**Task description:** Reproduce word for word, from the entries below, the line with "pub enum PasswordError", the line with "can be renewed", and every line between them, and nothing more.

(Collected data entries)

>>>

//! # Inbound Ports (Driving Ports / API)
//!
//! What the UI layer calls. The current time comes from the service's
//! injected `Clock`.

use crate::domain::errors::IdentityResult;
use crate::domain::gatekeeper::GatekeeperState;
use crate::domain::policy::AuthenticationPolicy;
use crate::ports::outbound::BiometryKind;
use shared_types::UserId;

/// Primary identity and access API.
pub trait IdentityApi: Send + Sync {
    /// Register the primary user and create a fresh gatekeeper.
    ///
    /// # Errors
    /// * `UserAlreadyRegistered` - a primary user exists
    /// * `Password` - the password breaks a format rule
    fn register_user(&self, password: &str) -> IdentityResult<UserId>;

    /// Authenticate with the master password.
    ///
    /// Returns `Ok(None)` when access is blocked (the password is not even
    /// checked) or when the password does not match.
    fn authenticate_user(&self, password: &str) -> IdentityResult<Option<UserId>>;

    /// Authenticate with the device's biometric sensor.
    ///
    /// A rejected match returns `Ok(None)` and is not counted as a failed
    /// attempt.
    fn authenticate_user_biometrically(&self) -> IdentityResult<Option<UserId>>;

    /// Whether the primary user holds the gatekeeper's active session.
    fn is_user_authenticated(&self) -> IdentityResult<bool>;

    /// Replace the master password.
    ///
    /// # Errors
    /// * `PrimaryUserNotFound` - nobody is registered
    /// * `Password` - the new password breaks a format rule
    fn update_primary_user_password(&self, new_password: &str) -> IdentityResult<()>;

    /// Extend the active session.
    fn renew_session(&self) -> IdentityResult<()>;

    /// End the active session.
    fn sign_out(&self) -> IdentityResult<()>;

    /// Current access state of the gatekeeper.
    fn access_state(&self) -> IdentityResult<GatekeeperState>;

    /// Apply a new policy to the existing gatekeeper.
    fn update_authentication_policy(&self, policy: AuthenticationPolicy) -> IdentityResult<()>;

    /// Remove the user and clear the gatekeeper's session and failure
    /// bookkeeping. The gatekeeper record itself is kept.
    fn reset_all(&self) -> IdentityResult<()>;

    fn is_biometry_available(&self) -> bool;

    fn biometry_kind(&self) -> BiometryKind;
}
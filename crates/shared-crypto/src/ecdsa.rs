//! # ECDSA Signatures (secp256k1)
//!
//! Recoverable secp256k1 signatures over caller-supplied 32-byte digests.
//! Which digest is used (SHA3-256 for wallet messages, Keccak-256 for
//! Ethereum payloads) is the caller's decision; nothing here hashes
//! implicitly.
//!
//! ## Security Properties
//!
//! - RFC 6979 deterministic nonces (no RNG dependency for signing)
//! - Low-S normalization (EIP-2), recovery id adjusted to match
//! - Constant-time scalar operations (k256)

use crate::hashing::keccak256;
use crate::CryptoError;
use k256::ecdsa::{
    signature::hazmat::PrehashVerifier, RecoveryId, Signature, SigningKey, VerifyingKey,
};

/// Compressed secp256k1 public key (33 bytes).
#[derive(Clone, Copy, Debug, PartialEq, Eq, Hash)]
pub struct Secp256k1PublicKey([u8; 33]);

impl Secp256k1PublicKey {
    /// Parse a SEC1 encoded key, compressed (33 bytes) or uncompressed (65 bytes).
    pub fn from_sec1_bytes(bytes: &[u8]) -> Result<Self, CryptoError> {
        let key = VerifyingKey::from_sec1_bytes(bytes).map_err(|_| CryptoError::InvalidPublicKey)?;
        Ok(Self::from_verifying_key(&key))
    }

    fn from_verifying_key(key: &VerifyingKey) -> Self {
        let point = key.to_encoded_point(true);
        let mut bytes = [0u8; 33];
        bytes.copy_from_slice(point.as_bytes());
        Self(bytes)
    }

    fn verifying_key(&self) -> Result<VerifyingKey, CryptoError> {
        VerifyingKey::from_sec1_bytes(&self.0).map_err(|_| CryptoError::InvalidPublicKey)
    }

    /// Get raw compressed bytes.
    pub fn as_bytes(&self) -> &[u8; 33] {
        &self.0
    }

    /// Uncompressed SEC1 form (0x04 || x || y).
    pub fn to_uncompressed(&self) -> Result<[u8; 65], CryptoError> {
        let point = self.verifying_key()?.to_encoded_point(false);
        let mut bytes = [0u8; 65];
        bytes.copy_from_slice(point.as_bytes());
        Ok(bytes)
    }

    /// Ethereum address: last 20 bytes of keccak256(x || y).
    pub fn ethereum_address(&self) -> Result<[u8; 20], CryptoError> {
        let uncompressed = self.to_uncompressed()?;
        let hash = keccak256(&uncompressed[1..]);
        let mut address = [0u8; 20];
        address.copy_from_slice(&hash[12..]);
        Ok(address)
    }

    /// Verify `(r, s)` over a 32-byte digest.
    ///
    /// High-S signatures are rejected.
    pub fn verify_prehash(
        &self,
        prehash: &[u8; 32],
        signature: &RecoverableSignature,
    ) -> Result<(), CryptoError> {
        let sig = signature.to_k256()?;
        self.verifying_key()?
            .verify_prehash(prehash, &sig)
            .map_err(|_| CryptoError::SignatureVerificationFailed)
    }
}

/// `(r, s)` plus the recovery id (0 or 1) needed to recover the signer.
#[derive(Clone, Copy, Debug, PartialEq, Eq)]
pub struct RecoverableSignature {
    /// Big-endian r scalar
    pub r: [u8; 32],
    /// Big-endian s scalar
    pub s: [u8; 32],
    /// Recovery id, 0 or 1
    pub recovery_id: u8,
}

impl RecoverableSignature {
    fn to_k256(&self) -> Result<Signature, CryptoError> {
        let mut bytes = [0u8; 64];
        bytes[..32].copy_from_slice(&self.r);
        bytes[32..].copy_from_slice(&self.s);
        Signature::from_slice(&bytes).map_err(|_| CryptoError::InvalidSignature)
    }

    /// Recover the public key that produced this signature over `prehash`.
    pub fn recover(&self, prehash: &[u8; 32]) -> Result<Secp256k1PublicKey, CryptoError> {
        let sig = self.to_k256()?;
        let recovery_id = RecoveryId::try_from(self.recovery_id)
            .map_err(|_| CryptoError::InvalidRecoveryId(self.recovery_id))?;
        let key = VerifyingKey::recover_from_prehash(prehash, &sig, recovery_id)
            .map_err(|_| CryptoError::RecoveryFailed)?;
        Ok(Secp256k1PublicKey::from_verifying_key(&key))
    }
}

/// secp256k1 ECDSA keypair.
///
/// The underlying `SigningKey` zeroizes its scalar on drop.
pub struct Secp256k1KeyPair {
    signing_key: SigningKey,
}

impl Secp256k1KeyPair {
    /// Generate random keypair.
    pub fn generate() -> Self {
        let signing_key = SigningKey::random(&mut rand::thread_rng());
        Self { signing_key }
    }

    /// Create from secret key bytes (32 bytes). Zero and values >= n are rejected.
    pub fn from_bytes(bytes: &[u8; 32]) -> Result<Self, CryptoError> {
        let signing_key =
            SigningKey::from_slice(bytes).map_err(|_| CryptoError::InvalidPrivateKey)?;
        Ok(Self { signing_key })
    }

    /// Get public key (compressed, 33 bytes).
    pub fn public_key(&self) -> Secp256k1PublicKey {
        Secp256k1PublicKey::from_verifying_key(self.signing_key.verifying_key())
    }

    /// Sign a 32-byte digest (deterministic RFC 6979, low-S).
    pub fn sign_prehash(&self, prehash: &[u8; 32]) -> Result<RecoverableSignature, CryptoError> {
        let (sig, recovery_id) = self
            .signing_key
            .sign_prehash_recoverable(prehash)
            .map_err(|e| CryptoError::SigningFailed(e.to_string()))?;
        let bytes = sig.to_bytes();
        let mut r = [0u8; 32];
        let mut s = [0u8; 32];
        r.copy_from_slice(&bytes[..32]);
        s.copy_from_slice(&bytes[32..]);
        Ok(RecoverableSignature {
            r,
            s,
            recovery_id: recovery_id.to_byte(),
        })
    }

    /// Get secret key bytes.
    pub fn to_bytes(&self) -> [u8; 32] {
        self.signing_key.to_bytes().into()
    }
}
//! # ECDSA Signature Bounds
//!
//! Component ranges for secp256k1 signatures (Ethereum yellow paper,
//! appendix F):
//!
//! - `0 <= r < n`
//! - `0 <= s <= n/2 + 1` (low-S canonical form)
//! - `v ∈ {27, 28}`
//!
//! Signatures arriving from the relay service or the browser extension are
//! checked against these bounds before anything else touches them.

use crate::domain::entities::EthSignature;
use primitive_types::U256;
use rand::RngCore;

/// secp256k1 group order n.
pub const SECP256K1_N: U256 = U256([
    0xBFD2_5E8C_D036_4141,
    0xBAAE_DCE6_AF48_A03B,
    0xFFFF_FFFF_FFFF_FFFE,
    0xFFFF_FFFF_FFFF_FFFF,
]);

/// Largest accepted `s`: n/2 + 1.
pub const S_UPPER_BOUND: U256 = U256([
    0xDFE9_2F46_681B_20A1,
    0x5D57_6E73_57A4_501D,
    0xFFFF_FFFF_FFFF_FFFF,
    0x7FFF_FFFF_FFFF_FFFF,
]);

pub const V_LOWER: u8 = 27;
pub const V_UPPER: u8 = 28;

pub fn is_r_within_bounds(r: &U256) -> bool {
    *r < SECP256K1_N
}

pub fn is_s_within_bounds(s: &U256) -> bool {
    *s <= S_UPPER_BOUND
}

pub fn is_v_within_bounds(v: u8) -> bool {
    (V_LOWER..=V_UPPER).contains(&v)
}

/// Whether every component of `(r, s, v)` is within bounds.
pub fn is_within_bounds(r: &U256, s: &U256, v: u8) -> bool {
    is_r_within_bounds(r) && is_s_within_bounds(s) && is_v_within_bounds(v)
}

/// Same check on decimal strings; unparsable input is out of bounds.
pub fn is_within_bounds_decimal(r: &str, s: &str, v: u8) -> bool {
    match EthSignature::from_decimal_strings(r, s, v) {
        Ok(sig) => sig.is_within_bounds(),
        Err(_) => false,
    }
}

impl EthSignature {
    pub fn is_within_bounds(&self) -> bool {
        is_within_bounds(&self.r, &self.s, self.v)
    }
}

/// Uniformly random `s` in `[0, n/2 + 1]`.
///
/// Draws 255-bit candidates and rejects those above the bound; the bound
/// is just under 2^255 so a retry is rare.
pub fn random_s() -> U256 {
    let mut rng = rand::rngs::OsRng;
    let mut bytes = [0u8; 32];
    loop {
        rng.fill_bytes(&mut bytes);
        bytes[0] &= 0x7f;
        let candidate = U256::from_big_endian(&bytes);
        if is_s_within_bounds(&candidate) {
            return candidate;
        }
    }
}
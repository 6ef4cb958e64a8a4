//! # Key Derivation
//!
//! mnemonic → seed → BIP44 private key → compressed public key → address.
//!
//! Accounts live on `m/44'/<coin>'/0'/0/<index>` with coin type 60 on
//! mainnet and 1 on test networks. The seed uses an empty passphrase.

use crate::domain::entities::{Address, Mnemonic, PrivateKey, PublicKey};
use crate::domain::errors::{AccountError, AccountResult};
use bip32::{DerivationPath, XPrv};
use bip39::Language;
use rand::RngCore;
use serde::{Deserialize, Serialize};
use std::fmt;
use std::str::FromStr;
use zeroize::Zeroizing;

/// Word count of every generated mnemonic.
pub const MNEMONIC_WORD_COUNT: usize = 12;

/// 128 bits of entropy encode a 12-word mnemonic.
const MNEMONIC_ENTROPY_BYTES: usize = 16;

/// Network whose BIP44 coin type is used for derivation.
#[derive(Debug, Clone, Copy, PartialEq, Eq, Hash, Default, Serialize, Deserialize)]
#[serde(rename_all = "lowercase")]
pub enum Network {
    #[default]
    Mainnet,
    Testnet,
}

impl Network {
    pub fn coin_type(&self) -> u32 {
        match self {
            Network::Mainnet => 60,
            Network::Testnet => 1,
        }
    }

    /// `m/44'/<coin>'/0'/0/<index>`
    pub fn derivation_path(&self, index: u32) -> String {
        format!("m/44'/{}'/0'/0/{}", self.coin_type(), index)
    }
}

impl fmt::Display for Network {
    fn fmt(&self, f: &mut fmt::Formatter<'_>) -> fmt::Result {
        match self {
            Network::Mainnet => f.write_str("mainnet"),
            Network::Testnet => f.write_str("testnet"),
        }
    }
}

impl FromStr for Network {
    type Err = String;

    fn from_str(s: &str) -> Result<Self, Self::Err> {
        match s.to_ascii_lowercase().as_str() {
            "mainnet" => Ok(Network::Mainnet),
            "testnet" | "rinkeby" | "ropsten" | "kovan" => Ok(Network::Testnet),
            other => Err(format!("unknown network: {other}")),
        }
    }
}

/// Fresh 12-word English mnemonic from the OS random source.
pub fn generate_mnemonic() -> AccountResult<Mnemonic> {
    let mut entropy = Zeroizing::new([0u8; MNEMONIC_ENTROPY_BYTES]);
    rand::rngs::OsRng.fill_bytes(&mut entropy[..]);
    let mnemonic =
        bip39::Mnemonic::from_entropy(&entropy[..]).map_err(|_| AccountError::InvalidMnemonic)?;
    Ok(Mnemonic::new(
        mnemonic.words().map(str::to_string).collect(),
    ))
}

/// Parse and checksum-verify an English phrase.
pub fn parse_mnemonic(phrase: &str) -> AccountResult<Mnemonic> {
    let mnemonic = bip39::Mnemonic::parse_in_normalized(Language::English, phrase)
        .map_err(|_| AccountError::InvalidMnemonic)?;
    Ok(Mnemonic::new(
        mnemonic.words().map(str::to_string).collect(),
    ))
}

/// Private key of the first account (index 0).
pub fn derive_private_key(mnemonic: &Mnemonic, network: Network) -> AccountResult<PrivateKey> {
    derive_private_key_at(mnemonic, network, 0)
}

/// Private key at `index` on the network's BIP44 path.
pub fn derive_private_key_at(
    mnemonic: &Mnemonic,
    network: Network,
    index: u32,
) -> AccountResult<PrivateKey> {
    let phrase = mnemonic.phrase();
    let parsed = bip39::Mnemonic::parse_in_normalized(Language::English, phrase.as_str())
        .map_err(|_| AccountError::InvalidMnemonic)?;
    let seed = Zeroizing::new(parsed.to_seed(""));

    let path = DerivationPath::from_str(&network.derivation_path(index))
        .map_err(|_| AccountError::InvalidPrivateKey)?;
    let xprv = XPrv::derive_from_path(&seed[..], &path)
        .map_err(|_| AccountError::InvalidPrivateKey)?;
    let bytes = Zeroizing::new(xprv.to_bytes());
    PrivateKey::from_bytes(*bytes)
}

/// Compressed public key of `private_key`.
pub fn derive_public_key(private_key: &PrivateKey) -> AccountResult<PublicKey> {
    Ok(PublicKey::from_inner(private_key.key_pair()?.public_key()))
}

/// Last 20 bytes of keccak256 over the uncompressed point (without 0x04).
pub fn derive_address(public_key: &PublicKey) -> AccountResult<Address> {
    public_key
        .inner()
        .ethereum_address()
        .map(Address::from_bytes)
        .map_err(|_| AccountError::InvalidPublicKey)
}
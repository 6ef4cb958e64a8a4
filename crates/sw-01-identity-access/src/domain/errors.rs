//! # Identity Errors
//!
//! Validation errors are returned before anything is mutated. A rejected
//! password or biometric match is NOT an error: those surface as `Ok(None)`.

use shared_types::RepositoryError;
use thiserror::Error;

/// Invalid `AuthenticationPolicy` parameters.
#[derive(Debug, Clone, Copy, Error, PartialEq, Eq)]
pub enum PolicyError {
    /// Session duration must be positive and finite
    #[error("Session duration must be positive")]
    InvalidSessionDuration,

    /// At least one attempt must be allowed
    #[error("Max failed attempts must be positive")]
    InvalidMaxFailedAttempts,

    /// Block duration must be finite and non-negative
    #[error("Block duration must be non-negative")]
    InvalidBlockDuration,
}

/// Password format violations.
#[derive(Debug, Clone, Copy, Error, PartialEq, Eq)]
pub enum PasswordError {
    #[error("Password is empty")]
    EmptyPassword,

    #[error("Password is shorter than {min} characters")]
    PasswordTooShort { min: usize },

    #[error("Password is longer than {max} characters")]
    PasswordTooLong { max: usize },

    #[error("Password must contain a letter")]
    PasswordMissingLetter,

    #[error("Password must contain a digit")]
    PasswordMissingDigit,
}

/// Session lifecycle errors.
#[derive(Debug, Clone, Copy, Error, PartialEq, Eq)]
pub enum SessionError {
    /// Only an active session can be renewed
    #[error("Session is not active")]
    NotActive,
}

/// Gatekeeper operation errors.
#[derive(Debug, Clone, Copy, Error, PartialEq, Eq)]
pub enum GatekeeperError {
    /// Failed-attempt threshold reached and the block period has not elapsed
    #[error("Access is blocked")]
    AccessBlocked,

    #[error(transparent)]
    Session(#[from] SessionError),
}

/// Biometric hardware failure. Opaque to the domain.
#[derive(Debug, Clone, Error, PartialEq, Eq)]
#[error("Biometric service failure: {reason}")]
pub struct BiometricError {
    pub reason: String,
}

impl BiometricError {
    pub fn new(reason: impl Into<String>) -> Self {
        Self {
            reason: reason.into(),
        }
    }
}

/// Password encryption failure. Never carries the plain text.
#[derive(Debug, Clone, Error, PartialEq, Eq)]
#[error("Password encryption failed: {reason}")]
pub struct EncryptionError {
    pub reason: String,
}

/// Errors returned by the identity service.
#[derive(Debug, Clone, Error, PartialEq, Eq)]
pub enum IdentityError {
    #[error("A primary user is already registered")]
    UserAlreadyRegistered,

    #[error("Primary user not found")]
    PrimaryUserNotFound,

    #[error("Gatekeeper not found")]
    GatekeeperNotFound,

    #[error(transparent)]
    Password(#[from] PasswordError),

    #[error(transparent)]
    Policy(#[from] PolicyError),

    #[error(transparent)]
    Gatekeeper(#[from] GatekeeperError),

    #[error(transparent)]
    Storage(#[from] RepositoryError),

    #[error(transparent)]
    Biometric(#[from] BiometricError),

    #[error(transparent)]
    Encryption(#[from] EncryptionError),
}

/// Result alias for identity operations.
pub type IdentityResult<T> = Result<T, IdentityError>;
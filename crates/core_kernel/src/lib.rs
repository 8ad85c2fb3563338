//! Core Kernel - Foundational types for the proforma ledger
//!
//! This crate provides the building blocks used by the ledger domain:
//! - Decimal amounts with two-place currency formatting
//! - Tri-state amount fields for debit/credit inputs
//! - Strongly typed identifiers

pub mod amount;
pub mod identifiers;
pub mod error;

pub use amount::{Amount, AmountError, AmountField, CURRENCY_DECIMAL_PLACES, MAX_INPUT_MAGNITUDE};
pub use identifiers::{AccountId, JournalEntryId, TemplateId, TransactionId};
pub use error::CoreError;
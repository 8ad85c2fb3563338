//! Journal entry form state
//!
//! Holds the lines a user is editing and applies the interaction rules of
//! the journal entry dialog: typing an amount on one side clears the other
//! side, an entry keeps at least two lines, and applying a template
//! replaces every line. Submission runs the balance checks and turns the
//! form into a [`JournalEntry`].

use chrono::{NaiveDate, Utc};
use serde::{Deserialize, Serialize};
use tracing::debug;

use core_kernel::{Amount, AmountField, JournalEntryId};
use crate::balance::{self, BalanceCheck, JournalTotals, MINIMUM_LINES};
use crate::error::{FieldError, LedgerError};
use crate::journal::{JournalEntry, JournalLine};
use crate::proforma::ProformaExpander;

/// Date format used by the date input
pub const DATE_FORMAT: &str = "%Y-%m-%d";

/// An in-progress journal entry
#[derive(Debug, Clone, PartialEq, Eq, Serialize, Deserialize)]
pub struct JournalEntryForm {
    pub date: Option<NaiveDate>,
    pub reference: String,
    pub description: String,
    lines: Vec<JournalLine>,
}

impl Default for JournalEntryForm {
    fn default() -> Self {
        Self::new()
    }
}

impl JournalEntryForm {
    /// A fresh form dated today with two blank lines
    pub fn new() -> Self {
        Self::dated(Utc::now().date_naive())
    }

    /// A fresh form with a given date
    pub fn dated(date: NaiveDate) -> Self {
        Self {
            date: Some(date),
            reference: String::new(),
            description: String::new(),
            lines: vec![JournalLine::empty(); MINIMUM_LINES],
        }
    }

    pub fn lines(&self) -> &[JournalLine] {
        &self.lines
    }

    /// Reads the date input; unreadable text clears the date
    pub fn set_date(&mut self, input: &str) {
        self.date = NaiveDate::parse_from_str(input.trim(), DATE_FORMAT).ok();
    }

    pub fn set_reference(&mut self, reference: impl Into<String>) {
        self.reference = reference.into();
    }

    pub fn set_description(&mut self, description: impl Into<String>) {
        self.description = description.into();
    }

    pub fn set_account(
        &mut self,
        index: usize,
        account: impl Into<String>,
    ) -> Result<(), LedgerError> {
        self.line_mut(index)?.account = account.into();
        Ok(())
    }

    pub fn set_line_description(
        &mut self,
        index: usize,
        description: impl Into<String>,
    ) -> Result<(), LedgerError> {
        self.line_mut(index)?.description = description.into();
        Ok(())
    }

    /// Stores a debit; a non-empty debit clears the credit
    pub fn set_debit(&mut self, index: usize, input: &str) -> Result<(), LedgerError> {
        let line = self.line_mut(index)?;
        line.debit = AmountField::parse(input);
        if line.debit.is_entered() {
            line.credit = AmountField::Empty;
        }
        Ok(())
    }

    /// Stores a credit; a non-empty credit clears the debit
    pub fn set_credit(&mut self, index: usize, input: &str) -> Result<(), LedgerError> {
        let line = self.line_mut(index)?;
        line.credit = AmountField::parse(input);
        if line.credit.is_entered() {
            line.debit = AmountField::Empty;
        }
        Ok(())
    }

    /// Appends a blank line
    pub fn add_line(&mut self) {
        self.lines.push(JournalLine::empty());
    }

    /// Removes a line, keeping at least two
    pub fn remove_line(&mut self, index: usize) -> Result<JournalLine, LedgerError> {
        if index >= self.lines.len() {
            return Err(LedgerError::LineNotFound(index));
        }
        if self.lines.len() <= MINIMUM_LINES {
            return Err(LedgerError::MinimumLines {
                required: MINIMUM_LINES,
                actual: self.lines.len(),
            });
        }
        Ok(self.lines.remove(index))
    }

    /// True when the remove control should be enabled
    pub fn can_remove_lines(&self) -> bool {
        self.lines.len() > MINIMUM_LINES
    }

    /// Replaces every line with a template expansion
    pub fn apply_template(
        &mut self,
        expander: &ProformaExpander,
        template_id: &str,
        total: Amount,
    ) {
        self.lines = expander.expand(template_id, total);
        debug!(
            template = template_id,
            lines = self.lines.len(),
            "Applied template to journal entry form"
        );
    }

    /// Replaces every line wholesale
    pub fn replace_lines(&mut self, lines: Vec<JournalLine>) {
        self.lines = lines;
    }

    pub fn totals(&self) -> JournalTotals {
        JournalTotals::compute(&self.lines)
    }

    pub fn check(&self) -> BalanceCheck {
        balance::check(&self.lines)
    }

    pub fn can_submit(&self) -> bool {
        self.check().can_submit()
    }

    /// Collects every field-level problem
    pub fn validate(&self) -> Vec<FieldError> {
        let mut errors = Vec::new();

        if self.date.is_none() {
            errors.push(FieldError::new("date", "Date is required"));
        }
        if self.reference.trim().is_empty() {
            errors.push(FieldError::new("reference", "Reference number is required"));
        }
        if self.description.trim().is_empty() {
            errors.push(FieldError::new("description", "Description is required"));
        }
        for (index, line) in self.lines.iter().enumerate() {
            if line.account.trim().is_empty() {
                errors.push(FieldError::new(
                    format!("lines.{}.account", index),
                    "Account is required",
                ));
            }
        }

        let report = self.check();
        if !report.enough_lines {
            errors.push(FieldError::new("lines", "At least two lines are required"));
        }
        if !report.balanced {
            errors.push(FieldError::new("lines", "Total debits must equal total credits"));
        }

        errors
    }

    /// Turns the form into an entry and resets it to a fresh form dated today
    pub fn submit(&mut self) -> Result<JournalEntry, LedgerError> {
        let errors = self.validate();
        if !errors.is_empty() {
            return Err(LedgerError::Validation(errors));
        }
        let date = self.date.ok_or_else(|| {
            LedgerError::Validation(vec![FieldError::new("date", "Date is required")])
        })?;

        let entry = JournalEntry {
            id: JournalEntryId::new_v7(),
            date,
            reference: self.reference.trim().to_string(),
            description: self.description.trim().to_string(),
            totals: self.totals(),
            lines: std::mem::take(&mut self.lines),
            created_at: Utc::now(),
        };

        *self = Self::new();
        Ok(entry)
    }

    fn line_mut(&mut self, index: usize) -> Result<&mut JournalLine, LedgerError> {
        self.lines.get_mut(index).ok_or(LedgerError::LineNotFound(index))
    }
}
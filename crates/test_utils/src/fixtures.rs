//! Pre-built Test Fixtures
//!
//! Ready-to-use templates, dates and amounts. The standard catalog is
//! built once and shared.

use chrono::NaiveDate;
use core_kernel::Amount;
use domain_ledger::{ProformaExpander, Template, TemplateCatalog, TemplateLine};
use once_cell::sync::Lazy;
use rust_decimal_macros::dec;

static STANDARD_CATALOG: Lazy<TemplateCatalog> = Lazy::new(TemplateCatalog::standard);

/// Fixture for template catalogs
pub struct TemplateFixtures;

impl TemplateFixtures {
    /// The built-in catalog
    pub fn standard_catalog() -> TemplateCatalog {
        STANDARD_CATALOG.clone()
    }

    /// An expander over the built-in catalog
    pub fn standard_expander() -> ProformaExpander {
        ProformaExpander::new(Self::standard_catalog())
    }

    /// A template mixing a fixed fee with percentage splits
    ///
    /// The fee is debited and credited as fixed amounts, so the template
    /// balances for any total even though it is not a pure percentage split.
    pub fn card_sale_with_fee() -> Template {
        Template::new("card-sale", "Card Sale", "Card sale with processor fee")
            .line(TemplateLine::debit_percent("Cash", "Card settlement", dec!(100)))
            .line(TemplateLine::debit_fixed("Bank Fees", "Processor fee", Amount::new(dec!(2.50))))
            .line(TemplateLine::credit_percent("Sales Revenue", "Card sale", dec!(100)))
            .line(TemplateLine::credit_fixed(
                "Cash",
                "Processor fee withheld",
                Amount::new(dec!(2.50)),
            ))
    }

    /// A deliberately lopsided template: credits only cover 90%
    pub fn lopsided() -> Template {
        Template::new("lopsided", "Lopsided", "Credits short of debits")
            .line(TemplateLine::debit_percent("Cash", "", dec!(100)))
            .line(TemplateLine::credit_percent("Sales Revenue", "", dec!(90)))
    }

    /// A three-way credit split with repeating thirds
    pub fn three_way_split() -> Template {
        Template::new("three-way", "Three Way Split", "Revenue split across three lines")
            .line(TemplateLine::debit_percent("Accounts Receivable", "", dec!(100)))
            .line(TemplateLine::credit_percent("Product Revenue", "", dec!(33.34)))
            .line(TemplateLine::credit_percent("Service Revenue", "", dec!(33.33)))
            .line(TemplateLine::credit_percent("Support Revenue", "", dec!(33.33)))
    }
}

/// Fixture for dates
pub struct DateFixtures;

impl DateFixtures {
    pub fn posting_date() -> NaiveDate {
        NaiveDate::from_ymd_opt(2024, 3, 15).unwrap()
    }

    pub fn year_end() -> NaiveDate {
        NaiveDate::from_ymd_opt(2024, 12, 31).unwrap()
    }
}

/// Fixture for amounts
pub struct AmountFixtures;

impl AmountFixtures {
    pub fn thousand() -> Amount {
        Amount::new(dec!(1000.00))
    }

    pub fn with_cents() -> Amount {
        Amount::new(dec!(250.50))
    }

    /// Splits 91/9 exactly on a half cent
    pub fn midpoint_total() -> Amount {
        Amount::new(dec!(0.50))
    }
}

<<<

**Solution:**
pub enum PasswordError {
    #[error("Password is empty")]
    EmptyPassword,

    #[error("Password is shorter than {min} characters")]
    PasswordTooShort { min: usize },

    #[error("Password is longer than {max} characters")]
    PasswordTooLong { max: usize },

    #[error("Password must contain a letter")]
    PasswordMissingLetter,

    #[error("Password must contain a digit")]
    PasswordMissingDigit,
}

/// Session lifecycle errors.
#[derive(Debug, Clone, Copy, Error, PartialEq, Eq)]
pub enum SessionError {
    /// Only an active session can be renewed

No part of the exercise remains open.